### [WHAT IS NEEDED]
Write out each line from the data below that includes the word "Black".

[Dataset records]

/// Represents a specific piece owned by a player.
#[derive(Clone, Copy, Debug, PartialEq, Eq, Hash)]
pub struct Piece {
    #[allow(missing_docs)]
    pub owner: Player,
    #[allow(missing_docs)]
    pub kind: PieceKind,
}

impl Piece {
    /// Number of distinct (player, kind) combinations.
    pub const COUNT: usize = 12;

    /// All pieces in lookup order: White pawn, knight, bishop, rook, queen,
    /// king, then the same for Black. [`Piece::index`] of each element is its
    /// position in this array.
    pub const ALL: [Self; Self::COUNT] = [
        Self::new(Player::White, PieceKind::Pawn),
        Self::new(Player::White, PieceKind::Knight),
        Self::new(Player::White, PieceKind::Bishop),
        Self::new(Player::White, PieceKind::Rook),
        Self::new(Player::White, PieceKind::Queen),
        Self::new(Player::White, PieceKind::King),
        Self::new(Player::Black, PieceKind::Pawn),
        Self::new(Player::Black, PieceKind::Knight),
        Self::new(Player::Black, PieceKind::Bishop),
        Self::new(Player::Black, PieceKind::Rook),
        Self::new(Player::Black, PieceKind::Queen),
        Self::new(Player::Black, PieceKind::King),
    ];

    #[allow(missing_docs)]
    #[must_use]
    pub const fn new(owner: Player, kind: PieceKind) -> Self {
        Self { owner, kind }
    }

    /// Dense index in 0..[`Piece::COUNT`], used to address per-piece
    /// bitboards.
    #[must_use]
    pub const fn index(self) -> usize {
        self.owner as usize * PieceKind::ALL.len() + self.kind as usize
    }
}

impl TryFrom<char> for Piece {
    type Error = Error;

    fn try_from(symbol: char) -> Result<Self> {
        let kind = match symbol.to_ascii_lowercase() {
            'p' => PieceKind::Pawn,
            'n' => PieceKind::Knight,
            'b' => PieceKind::Bishop,
            'r' => PieceKind::Rook,
            'q' => PieceKind::Queen,
            'k' => PieceKind::King,
            _ => bail_parse!("piece symbol should be within \"KQRBNPkqrbnp\", got '{symbol}'"),
        };
        let owner = if symbol.is_ascii_uppercase() {
            Player::White
        } else {
            Player::Black
        };
        Ok(Self::new(owner, kind))
    }
}

impl fmt::Display for Piece {
    /// White pieces are uppercase, Black pieces are lowercase.
    fn fmt(&self, f: &mut fmt::Formatter<'_>) -> fmt::Result {
        let symbol = self.kind.symbol();
        f.write_char(match self.owner {
            Player::White => symbol.to_ascii_uppercase(),
            Player::Black => symbol,
        })
    }
}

### [ANSWER TO THIS EXERCISE]
    /// king, then the same for Black. [`Piece::index`] of each element is its
        Self::new(Player::Black, PieceKind::Pawn),
        Self::new(Player::Black, PieceKind::Knight),
        Self::new(Player::Black, PieceKind::Bishop),
        Self::new(Player::Black, PieceKind::Rook),
        Self::new(Player::Black, PieceKind::Queen),
        Self::new(Player::Black, PieceKind::King),
            Player::Black
    /// White pieces are uppercase, Black pieces are lowercase.
            Player::Black => symbol,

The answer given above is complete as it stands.